ASSIGNMENT:
What is needed here is a word-for-word copy of all the entries below.

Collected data
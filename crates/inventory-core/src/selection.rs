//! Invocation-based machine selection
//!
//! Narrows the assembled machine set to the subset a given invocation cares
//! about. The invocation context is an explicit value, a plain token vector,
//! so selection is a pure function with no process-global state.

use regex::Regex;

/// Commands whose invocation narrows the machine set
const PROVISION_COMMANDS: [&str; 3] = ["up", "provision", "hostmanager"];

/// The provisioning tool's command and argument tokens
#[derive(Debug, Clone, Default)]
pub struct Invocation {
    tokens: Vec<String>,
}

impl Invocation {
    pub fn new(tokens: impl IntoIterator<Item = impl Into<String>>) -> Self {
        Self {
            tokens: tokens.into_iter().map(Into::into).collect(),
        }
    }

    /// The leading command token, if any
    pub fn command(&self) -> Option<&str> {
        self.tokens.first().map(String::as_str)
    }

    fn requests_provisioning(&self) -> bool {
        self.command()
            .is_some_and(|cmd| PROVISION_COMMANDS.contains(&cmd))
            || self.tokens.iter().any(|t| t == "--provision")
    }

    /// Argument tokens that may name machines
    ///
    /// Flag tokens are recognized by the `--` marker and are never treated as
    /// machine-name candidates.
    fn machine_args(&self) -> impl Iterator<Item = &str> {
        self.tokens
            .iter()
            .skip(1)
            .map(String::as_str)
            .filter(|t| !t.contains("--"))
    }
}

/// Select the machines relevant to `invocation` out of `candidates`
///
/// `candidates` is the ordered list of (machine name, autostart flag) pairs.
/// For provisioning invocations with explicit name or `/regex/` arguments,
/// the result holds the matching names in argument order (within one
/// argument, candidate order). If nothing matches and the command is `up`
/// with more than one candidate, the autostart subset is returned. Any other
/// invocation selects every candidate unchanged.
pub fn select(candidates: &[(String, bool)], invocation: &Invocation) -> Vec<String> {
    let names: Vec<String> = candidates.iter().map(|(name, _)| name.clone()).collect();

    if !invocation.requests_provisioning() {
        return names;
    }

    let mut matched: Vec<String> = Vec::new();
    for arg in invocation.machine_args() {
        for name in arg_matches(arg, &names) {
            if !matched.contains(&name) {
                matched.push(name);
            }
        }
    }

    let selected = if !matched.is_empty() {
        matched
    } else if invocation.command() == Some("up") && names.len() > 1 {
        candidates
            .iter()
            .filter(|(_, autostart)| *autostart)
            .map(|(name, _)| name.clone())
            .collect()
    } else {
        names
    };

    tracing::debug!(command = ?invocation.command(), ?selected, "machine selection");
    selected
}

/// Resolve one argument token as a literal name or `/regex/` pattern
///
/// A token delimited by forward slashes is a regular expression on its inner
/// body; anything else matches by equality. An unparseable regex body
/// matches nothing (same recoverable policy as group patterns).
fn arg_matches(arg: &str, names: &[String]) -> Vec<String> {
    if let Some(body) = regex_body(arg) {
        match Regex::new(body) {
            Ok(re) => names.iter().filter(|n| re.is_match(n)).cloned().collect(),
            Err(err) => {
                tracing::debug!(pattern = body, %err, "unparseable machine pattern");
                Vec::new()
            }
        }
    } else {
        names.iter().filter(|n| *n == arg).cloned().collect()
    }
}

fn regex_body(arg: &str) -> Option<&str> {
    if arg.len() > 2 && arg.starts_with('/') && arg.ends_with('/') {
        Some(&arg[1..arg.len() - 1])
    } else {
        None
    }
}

TASK RESPONSE:
filename crates/inventory-core/src/selection.rs
//! Invocation-based machine selection
//!
//! Narrows the assembled machine set to the subset a given invocation cares
//! about. The invocation context is an explicit value, a plain token vector,
//! so selection is a pure function with no process-global state.

use regex::Regex;

/// Commands whose invocation narrows the machine set
const PROVISION_COMMANDS: [&str; 3] = ["up", "provision", "hostmanager"];

/// The provisioning tool's command and argument tokens
#[derive(Debug, Clone, Default)]
pub struct Invocation {
    tokens: Vec<String>,
}

impl Invocation {
    pub fn new(tokens: impl IntoIterator<Item = impl Into<String>>) -> Self {
        Self {
            tokens: tokens.into_iter().map(Into::into).collect(),
        }
    }

    /// The leading command token, if any
    pub fn command(&self) -> Option<&str> {
        self.tokens.first().map(String::as_str)
    }

    fn requests_provisioning(&self) -> bool {
        self.command()
            .is_some_and(|cmd| PROVISION_COMMANDS.contains(&cmd))
            || self.tokens.iter().any(|t| t == "--provision")
    }

    /// Argument tokens that may name machines
    ///
    /// Flag tokens are recognized by the `--` marker and are never treated as
    /// machine-name candidates.
    fn machine_args(&self) -> impl Iterator<Item = &str> {
        self.tokens
            .iter()
            .skip(1)
            .map(String::as_str)
            .filter(|t| !t.contains("--"))
    }
}

/// Select the machines relevant to `invocation` out of `candidates`
///
/// `candidates` is the ordered list of (machine name, autostart flag) pairs.
/// For provisioning invocations with explicit name or `/regex/` arguments,
/// the result holds the matching names in argument order (within one
/// argument, candidate order). If nothing matches and the command is `up`
/// with more than one candidate, the autostart subset is returned. Any other
/// invocation selects every candidate unchanged.
pub fn select(candidates: &[(String, bool)], invocation: &Invocation) -> Vec<String> {
    let names: Vec<String> = candidates.iter().map(|(name, _)| name.clone()).collect();

    if !invocation.requests_provisioning() {
        return names;
    }

    let mut matched: Vec<String> = Vec::new();
    for arg in invocation.machine_args() {
        for name in arg_matches(arg, &names) {
            if !matched.contains(&name) {
                matched.push(name);
            }
        }
    }

    let selected = if !matched.is_empty() {
        matched
    } else if invocation.command() == Some("up") && names.len() > 1 {
        candidates
            .iter()
            .filter(|(_, autostart)| *autostart)
            .map(|(name, _)| name.clone())
            .collect()
    } else {
        names
    };

    tracing::debug!(command = ?invocation.command(), ?selected, "machine selection");
    selected
}

/// Resolve one argument token as a literal name or `/regex/` pattern
///
/// A token delimited by forward slashes is a regular expression on its inner
/// body; anything else matches by equality. An unparseable regex body
/// matches nothing (same recoverable policy as group patterns).
fn arg_matches(arg: &str, names: &[String]) -> Vec<String> {
    if let Some(body) = regex_body(arg) {
        match Regex::new(body) {
            Ok(re) => names.iter().filter(|n| re.is_match(n)).cloned().collect(),
            Err(err) => {
                tracing::debug!(pattern = body, %err, "unparseable machine pattern");
                Vec::new()
            }
        }
    } else {
        names.iter().filter(|n| *n == arg).cloned().collect()
    }
}

fn regex_body(arg: &str) -> Option<&str> {
    if arg.len() > 2 && arg.starts_with('/') && arg.ends_with('/') {
        Some(&arg[1..arg.len() - 1])
    } else {
        None
    }
}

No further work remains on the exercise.